§ TO DO:
Set down exactly the lines in the records below that run from the line with "to a timestamp." to the line with "flight. A retargeted", inclusive, and nothing more.

----

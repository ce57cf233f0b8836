//! Responsive breakpoints mapping viewport width to visible slot count.

/// Width thresholds (in the host's horizontal units) above which the
/// carousel shows two or three slots at once.
///
/// The derived slot count is always in `1..=3`; hosts with unusual units
/// (the terminal exerciser passes column counts) supply their own
/// thresholds and get the same clamping.
#[derive(Debug, Clone, Copy, PartialEq)]
#[cfg_attr(feature = "serde", derive(serde::Serialize, serde::Deserialize))]
#[cfg_attr(feature = "serde", serde(default))]
pub struct Breakpoints {
    /// Minimum viewport width at which two slots are shown.
    pub two_up_min: f32,
    /// Minimum viewport width at which three slots are shown.
    pub three_up_min: f32,
}

impl Default for Breakpoints {
    fn default() -> Self {
        Self {
            two_up_min: 768.0,
            three_up_min: 1024.0,
        }
    }
}

impl Breakpoints {
    pub const fn new(two_up_min: f32, three_up_min: f32) -> Self {
        Self {
            two_up_min,
            three_up_min,
        }
    }

    /// Number of slots visible at the given viewport width.
    pub fn per_view(&self, viewport_width: f32) -> usize {
        const MIN_SLOTS: usize = 1;
        const MAX_SLOTS: usize = 3;

        let slots = if viewport_width >= self.three_up_min {
            3
        } else if viewport_width >= self.two_up_min {
            2
        } else {
            1
        };
        slots.clamp(MIN_SLOTS, MAX_SLOTS)
    }
}
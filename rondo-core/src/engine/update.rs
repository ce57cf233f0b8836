//! Message dispatch for the carousel engine.

use std::time::Instant;

use rondo_model::{Direction, GestureKind};

use super::animator::TransitionTick;
use super::messages::{CarouselEvent, CarouselMessage};
use super::state::CarouselEngine;

/// Apply one message at timestamp `now` and return the events that
/// occurred. All mutation is synchronous; callers decide the cadence.
pub fn handle_message(
    engine: &mut CarouselEngine,
    msg: CarouselMessage,
    now: Instant,
) -> Vec<CarouselEvent> {
    let mut events = Vec::new();
    match msg {
        CarouselMessage::Next => {
            advance(engine, Direction::Forward, now, &mut events)
        }
        CarouselMessage::Prev => {
            advance(engine, Direction::Backward, now, &mut events)
        }
        CarouselMessage::PointerEntered => engine.set_hovering(true),
        CarouselMessage::PointerExited => {
            // Leaving mid-gesture ends the gesture with its last delta.
            resolve_gesture(engine, now, &mut events);
            engine.set_hovering(false);
        }
        CarouselMessage::GestureStarted { kind, x } => {
            engine.gestures.begin(kind, x)
        }
        CarouselMessage::GestureMoved { x } => engine.gestures.update(x),
        CarouselMessage::GestureEnded => {
            resolve_gesture(engine, now, &mut events)
        }
        CarouselMessage::Tick => handle_tick(engine, now, &mut events),
        CarouselMessage::TransitionFinished => {
            if engine.transition.finish_now() {
                settle(engine, &mut events);
            }
        }
        CarouselMessage::ViewportResized(width) => {
            if engine.set_viewport_width(width) {
                events.push(CarouselEvent::Rebuilt {
                    per_view: engine.per_view(),
                });
            }
        }
        CarouselMessage::ItemsChanged(count) => {
            if engine.set_item_count(count) {
                events.push(CarouselEvent::Rebuilt {
                    per_view: engine.per_view(),
                });
            }
        }
    }
    engine.sync_autoplay(now);
    events
}

fn handle_tick(
    engine: &mut CarouselEngine,
    now: Instant,
    events: &mut Vec<CarouselEvent>,
) {
    // Re-enable before anything animates this frame, so a teleport from
    // the previous frame stays invisible but the next step animates.
    engine.restore_animation_if_pending();

    if engine.transition.tick(now) == TransitionTick::Finished {
        settle(engine, events);
    }

    if engine.autoplay.fire(now) {
        advance(engine, Direction::Forward, now, events);
    }
}

/// A settled transition is the only point where the loop may teleport;
/// the check is never run speculatively.
fn settle(engine: &mut CarouselEngine, events: &mut Vec<CarouselEvent>) {
    events.push(CarouselEvent::TransitionSettled);
    if let Some((from, to)) = engine.teleport_check() {
        log::debug!("loop teleport: {from} -> {to}");
        events.push(CarouselEvent::Teleported { from, to });
    }
}

fn advance(
    engine: &mut CarouselEngine,
    direction: Direction,
    now: Instant,
    events: &mut Vec<CarouselEvent>,
) {
    if engine.advance(direction, now) {
        events.push(CarouselEvent::Advanced {
            direction,
            track_index: engine.track_index(),
        });
    }
}

fn resolve_gesture(
    engine: &mut CarouselEngine,
    now: Instant,
    events: &mut Vec<CarouselEvent>,
) {
    let Some((kind, delta)) = engine.gestures.finish() else {
        return;
    };
    let threshold = match kind {
        GestureKind::Touch => engine.config().touch_swipe_threshold,
        GestureKind::Pointer => engine.config().pointer_drag_threshold,
    };
    // Contact moved right -> content moves right -> the previous item
    // enters; opposite sign advances forward.
    if delta > threshold {
        advance(engine, Direction::Backward, now, events);
    } else if delta < -threshold {
        advance(engine, Direction::Forward, now, events);
    }
}
//! Transition clock: time-based progress toward the current track index.
//!
//! Rendering surfaces that interpolate can read eased progress from
//! [`TransitionClock::tick`]; surfaces that animate on their own (CSS
//! transitions) instead report completion through
//! [`TransitionClock::finish_now`]. Either way exactly one `Finished` is
//! observed per settled transition, which is what gates the loop-teleport
//! check.

use std::time::{Duration, Instant};

use crate::constants::timing::EASING_KIND;

/// Outcome of advancing the clock to a timestamp.
#[derive(Debug, Clone, Copy, PartialEq)]
pub enum TransitionTick {
    /// No transition in flight.
    Idle,
    /// In flight; `progress` is eased into `0.0..1.0`.
    Running { progress: f32 },
    /// The transition settled at this tick.
    Finished,
}

#[derive(Debug, Clone)]
pub struct TransitionClock {
    started_at: Option<Instant>,
    duration: Duration,
    easing_kind: u8, // 0=Linear,1=EaseIn,2=EaseOut,3=EaseInOut
}

impl Default for TransitionClock {
    fn default() -> Self {
        Self {
            started_at: None,
            duration: Duration::ZERO,
            easing_kind: EASING_KIND,
        }
    }
}

impl TransitionClock {
    pub fn new() -> Self {
        Self::default()
    }

    pub fn is_active(&self) -> bool {
        self.started_at.is_some()
    }

    /// Start a transition, or retarget the one in flight. A retargeted
    /// transition restarts its clock; only the final settle reports
    /// `Finished`.
    pub fn start(&mut self, now: Instant, duration: Duration) {
        self.started_at = Some(now);
        self.duration = duration;
    }

    /// Settle immediately (external transition-completion signal).
    /// Returns whether a transition was actually in flight.
    pub fn finish_now(&mut self) -> bool {
        self.started_at.take().is_some()
    }

    /// Cancel the current transition immediately. Unlike [`finish_now`]
    /// this never counts as a settle; rebuilds use it to discard
    /// transitions aimed at stale geometry.
    ///
    /// [`finish_now`]: TransitionClock::finish_now
    pub fn cancel(&mut self) {
        self.started_at = None;
    }

    /// Advance to `now`. Returns `Finished` exactly once per transition.
    pub fn tick(&mut self, now: Instant) -> TransitionTick {
        let Some(started_at) = self.started_at else {
            return TransitionTick::Idle;
        };
        let elapsed = now.saturating_duration_since(started_at);
        if elapsed >= self.duration {
            self.started_at = None;
            return TransitionTick::Finished;
        }
        let t = (elapsed.as_secs_f32() / self.duration.as_secs_f32())
            .clamp(0.0, 1.0);
        TransitionTick::Running {
            progress: apply_easing(t, self.easing_kind),
        }
    }
}

fn apply_easing(t: f32, kind: u8) -> f32 {
    match kind {
        1 => t * t,                       // EaseIn (quad)
        2 => 1.0 - (1.0 - t) * (1.0 - t), // EaseOut (quad)
        3 => {
            if t < 0.5 {
                2.0 * t * t
            } else {
                1.0 - 2.0 * (1.0 - t) * (1.0 - t)
            }
        } // EaseInOut (quad)
        _ => t,                           // Linear
    }
}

----

§ WRITTEN REPLY:
/// Outcome of advancing the clock to a timestamp.
#[derive(Debug, Clone, Copy, PartialEq)]
pub enum TransitionTick {
    /// No transition in flight.
    Idle,
    /// In flight; `progress` is eased into `0.0..1.0`.
    Running { progress: f32 },
    /// The transition settled at this tick.
    Finished,
}

#[derive(Debug, Clone)]
pub struct TransitionClock {
    started_at: Option<Instant>,
    duration: Duration,
    easing_kind: u8, // 0=Linear,1=EaseIn,2=EaseOut,3=EaseInOut
}

impl Default for TransitionClock {
    fn default() -> Self {
        Self {
            started_at: None,
            duration: Duration::ZERO,
            easing_kind: EASING_KIND,
        }
    }
}

impl TransitionClock {
    pub fn new() -> Self {
        Self::default()
    }

    pub fn is_active(&self) -> bool {
        self.started_at.is_some()
    }

    /// Start a transition, or retarget the one in flight. A retargeted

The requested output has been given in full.